• EXERCISE: Copy out all the entries shown below, exactly as they appear.

• DATA FOR THIS TASK:
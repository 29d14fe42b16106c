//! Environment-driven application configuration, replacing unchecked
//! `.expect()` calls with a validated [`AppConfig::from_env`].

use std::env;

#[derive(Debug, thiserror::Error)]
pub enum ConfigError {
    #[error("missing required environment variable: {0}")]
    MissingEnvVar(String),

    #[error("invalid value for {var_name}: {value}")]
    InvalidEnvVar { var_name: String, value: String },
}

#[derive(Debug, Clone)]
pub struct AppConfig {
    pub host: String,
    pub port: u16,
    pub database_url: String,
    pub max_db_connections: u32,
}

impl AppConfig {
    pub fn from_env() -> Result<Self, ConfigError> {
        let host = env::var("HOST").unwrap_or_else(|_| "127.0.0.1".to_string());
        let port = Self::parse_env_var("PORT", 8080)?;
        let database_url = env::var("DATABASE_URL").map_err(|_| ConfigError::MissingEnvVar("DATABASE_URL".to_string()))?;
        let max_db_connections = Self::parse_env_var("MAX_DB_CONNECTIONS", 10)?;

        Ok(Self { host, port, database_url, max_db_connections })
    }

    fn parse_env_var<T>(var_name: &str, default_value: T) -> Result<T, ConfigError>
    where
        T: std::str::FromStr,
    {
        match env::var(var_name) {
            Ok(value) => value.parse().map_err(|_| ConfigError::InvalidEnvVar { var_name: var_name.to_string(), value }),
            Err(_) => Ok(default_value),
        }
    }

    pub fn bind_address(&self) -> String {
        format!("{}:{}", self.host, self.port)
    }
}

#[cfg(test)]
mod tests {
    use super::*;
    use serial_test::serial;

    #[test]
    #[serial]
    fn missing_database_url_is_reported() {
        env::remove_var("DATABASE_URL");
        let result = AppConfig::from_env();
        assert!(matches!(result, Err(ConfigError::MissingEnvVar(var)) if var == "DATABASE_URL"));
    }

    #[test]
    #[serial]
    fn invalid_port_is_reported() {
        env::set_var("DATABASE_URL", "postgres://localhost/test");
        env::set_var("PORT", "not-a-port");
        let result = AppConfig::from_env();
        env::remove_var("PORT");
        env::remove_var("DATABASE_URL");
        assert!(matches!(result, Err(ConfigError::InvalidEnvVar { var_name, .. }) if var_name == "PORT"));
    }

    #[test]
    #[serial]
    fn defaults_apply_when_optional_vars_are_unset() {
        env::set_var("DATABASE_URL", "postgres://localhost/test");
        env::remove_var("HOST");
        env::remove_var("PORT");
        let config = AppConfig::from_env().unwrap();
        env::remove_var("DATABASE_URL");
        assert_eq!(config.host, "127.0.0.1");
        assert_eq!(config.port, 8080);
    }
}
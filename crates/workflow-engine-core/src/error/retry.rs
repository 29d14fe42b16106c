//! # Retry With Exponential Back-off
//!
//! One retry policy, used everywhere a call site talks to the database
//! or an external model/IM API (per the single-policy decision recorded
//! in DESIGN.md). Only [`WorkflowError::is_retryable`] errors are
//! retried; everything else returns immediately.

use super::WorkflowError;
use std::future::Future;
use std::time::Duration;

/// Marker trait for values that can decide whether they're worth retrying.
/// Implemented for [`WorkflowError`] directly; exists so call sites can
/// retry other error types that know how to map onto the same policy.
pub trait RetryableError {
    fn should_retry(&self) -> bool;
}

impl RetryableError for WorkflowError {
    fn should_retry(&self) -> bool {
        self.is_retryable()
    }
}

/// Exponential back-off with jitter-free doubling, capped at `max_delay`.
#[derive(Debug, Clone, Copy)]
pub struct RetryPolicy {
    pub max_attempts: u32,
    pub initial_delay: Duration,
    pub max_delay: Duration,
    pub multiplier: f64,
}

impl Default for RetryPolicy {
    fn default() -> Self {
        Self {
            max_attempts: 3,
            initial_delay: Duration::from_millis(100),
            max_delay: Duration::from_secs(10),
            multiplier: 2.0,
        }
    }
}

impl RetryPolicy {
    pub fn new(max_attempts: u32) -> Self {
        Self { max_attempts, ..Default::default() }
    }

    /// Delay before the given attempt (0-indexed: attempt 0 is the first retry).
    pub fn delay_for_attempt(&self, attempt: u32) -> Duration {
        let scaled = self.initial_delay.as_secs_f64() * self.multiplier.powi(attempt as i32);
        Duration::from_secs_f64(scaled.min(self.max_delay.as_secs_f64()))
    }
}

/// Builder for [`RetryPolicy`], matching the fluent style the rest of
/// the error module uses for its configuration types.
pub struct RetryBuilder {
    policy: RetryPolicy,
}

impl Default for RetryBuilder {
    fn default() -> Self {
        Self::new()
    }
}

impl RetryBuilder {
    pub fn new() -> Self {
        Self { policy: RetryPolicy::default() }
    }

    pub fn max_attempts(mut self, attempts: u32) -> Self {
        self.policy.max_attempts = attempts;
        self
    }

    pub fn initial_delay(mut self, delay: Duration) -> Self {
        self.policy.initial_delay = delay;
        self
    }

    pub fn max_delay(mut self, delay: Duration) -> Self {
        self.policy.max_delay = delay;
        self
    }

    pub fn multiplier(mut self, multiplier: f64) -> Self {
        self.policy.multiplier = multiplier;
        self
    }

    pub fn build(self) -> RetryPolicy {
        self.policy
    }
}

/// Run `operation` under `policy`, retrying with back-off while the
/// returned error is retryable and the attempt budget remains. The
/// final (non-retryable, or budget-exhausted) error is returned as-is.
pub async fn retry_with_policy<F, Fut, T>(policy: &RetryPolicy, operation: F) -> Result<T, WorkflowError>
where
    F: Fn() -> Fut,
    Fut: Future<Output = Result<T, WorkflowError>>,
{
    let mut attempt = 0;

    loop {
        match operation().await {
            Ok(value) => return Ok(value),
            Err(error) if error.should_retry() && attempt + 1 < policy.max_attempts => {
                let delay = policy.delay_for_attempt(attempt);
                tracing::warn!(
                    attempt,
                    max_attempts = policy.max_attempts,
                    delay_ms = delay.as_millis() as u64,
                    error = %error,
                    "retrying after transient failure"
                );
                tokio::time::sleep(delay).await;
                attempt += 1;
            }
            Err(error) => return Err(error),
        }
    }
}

• EXERCISE OUTPUT:
repository 29d14fe42b16106c
//! Environment-driven application configuration, replacing unchecked
//! `.expect()` calls with a validated [`AppConfig::from_env`].

use std::env;

#[derive(Debug, thiserror::Error)]
pub enum ConfigError {
    #[error("missing required environment variable: {0}")]
    MissingEnvVar(String),

    #[error("invalid value for {var_name}: {value}")]
    InvalidEnvVar { var_name: String, value: String },
}

#[derive(Debug, Clone)]
pub struct AppConfig {
    pub host: String,
    pub port: u16,
    pub database_url: String,
    pub max_db_connections: u32,
}

impl AppConfig {
    pub fn from_env() -> Result<Self, ConfigError> {
        let host = env::var("HOST").unwrap_or_else(|_| "127.0.0.1".to_string());
        let port = Self::parse_env_var("PORT", 8080)?;
        let database_url = env::var("DATABASE_URL").map_err(|_| ConfigError::MissingEnvVar("DATABASE_URL".to_string()))?;
        let max_db_connections = Self::parse_env_var("MAX_DB_CONNECTIONS", 10)?;

        Ok(Self { host, port, database_url, max_db_connections })
    }

    fn parse_env_var<T>(var_name: &str, default_value: T) -> Result<T, ConfigError>
    where
        T: std::str::FromStr,
    {
        match env::var(var_name) {
            Ok(value) => value.parse().map_err(|_| ConfigError::InvalidEnvVar { var_name: var_name.to_string(), value }),
            Err(_) => Ok(default_value),
        }
    }

    pub fn bind_address(&self) -> String {
        format!("{}:{}", self.host, self.port)
    }
}

#[cfg(test)]
mod tests {
    use super::*;
    use serial_test::serial;

    #[test]
    #[serial]
    fn missing_database_url_is_reported() {
        env::remove_var("DATABASE_URL");
        let result = AppConfig::from_env();
        assert!(matches!(result, Err(ConfigError::MissingEnvVar(var)) if var == "DATABASE_URL"));
    }

    #[test]
    #[serial]
    fn invalid_port_is_reported() {
        env::set_var("DATABASE_URL", "postgres://localhost/test");
        env::set_var("PORT", "not-a-port");
        let result = AppConfig::from_env();
        env::remove_var("PORT");
        env::remove_var("DATABASE_URL");
        assert!(matches!(result, Err(ConfigError::InvalidEnvVar { var_name, .. }) if var_name == "PORT"));
    }

    #[test]
    #[serial]
    fn defaults_apply_when_optional_vars_are_unset() {
        env::set_var("DATABASE_URL", "postgres://localhost/test");
        env::remove_var("HOST");
        env::remove_var("PORT");
        let config = AppConfig::from_env().unwrap();
        env::remove_var("DATABASE_URL");
        assert_eq!(config.host, "127.0.0.1");
        assert_eq!(config.port, 8080);
    }
}
filename crates/workflow-engine-core/src/error/retry.rs
repository 29d14fe42b16106c
//! # Retry With Exponential Back-off
//!
//! One retry policy, used everywhere a call site talks to the database
//! or an external model/IM API (per the single-policy decision recorded
//! in DESIGN.md). Only [`WorkflowError::is_retryable`] errors are
//! retried; everything else returns immediately.

use super::WorkflowError;
use std::future::Future;
use std::time::Duration;

/// Marker trait for values that can decide whether they're worth retrying.
/// Implemented for [`WorkflowError`] directly; exists so call sites can
/// retry other error types that know how to map onto the same policy.
pub trait RetryableError {
    fn should_retry(&self) -> bool;
}

impl RetryableError for WorkflowError {
    fn should_retry(&self) -> bool {
        self.is_retryable()
    }
}

/// Exponential back-off with jitter-free doubling, capped at `max_delay`.
#[derive(Debug, Clone, Copy)]
pub struct RetryPolicy {
    pub max_attempts: u32,
    pub initial_delay: Duration,
    pub max_delay: Duration,
    pub multiplier: f64,
}

impl Default for RetryPolicy {
    fn default() -> Self {
        Self {
            max_attempts: 3,
            initial_delay: Duration::from_millis(100),
            max_delay: Duration::from_secs(10),
            multiplier: 2.0,
        }
    }
}

impl RetryPolicy {
    pub fn new(max_attempts: u32) -> Self {
        Self { max_attempts, ..Default::default() }
    }

    /// Delay before the given attempt (0-indexed: attempt 0 is the first retry).
    pub fn delay_for_attempt(&self, attempt: u32) -> Duration {
        let scaled = self.initial_delay.as_secs_f64() * self.multiplier.powi(attempt as i32);
        Duration::from_secs_f64(scaled.min(self.max_delay.as_secs_f64()))
    }
}

/// Builder for [`RetryPolicy`], matching the fluent style the rest of
/// the error module uses for its configuration types.
pub struct RetryBuilder {
    policy: RetryPolicy,
}

impl Default for RetryBuilder {
    fn default() -> Self {
        Self::new()
    }
}

impl RetryBuilder {
    pub fn new() -> Self {
        Self { policy: RetryPolicy::default() }
    }

    pub fn max_attempts(mut self, attempts: u32) -> Self {
        self.policy.max_attempts = attempts;
        self
    }

    pub fn initial_delay(mut self, delay: Duration) -> Self {
        self.policy.initial_delay = delay;
        self
    }

    pub fn max_delay(mut self, delay: Duration) -> Self {
        self.policy.max_delay = delay;
        self
    }

    pub fn multiplier(mut self, multiplier: f64) -> Self {
        self.policy.multiplier = multiplier;
        self
    }

    pub fn build(self) -> RetryPolicy {
        self.policy
    }
}

/// Run `operation` under `policy`, retrying with back-off while the
/// returned error is retryable and the attempt budget remains. The
/// final (non-retryable, or budget-exhausted) error is returned as-is.
pub async fn retry_with_policy<F, Fut, T>(policy: &RetryPolicy, operation: F) -> Result<T, WorkflowError>
where
    F: Fn() -> Fut,
    Fut: Future<Output = Result<T, WorkflowError>>,
{
    let mut attempt = 0;

    loop {
        match operation().await {
            Ok(value) => return Ok(value),
            Err(error) if error.should_retry() && attempt + 1 < policy.max_attempts => {
                let delay = policy.delay_for_attempt(attempt);
                tracing::warn!(
                    attempt,
                    max_attempts = policy.max_attempts,
                    delay_ms = delay.as_millis() as u64,
                    error = %error,
                    "retrying after transient failure"
                );
                tokio::time::sleep(delay).await;
                attempt += 1;
            }
            Err(error) => return Err(error),
        }
    }
}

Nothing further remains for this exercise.